Version: v2.0

Scaling Down a DxSqlAg Availability Group

This guide will walk you through the process of scaling down a SQL Server Availability Group cluster managed by DxOperator.

When scaling down, DxOperator prioritizes predictability, safety, and data preservation. In some cases, manual intervention may be required for scale-down tasks. This section explains details and provides guidance on how to approach common scenarios.

Prerequisites

DxOperator installed in the Kubernetes cluster.
DxSqlAg created

How to Scale Down

To remove replica(s) from a DxSqlAg Availability Group, reduce the quantity of synchronousReplicas, asynchronousReplicas, or configurationOnly replicas in the DxSqlAg custom resource.

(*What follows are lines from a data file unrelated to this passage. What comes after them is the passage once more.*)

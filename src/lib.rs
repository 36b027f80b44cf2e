#![deny(clippy::all, clippy::pedantic)]
#![cfg_attr(not(test), deny(clippy::unwrap_used, clippy::expect_used))]
#![allow(clippy::module_name_repetitions)]
//
// Strategic lint exceptions - these are allowed project-wide for pragmatic reasons:
//
// Documentation lints: Many internal/self-documenting functions don't need extensive docs.
// Public APIs should still have proper documentation.
#![allow(clippy::missing_errors_doc)]
#![allow(clippy::missing_panics_doc)]
#![allow(clippy::doc_markdown)]
//
// Style/complexity: the orchestrator pipeline is naturally one long function;
// breaking it up would hurt readability.
#![allow(clippy::too_many_lines)]
#![allow(clippy::too_many_arguments)]
//
// Performance/ergonomics trade-offs that are acceptable for this codebase:
#![allow(clippy::needless_pass_by_value)] // Queriers take owned queries intentionally
#![allow(clippy::return_self_not_must_use)] // Builder patterns don't need must_use on every method
#![allow(clippy::must_use_candidate)]

//! Engine-agnostic search request normalization.
//!
//! Heterogeneous search requests (HTML forms, API callers, programmatic
//! clients) are translated by pluggable [`FormAdapter`]s into one canonical
//! [`Query`], dispatched to a pluggable [`Querier`] backend, and the raw
//! backend [`Response`] is normalized (facets, pagination, sort metadata)
//! into a uniform envelope by the [`SearchOrchestrator`].

/// The metasearch-core crate version (matches `Cargo.toml`).
pub const METASEARCH_CORE_VERSION: &str = env!("CARGO_PKG_VERSION");

pub mod error;
pub mod field_query;
pub mod form_adapter;
pub mod orchestrator;
pub mod querier;
pub mod types;

pub use error::{Result, SearchError};
pub use field_query::{FilterOperator, OperatorKind, resolve_operator};
pub use form_adapter::{
    ApiFormAdapter, FormAdapter, FormAdapterRegistry, MainFormAdapter, TermResolver,
};
pub use orchestrator::{
    DEFAULT_PER_PAGE, PreDispatchHook, SearchData, SearchOrchestrator, SearchOutcome,
};
pub use querier::{Querier, QuerierError};
pub use types::{
    EngineSettings, FacetSettings, FacetSpec, FacetValueCount, FilterClause, FilterValue,
    FormSettings, Query, Response, ResultItem, SearchConfig, SearchRequest, SiteContext, SortField,
};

For example, suppose we originally deployed as below with synchronousReplicas: 3. Edit the file to reduce it to 2:

apiVersion: dh2i.com/v1
kind:  DxSqlAg
metadata:
  name: dxsqlag
spec:
  sqlAgConfiguration:
    synchronousReplicas: 2  
    asynchronousReplicas: 0
    availabilityGroupName: AG1
  # Other fields omitted for brevity, such as statefulSetSpec
  statefulSetSpec:
    ...

Afterward, apply the new values using kubectl apply.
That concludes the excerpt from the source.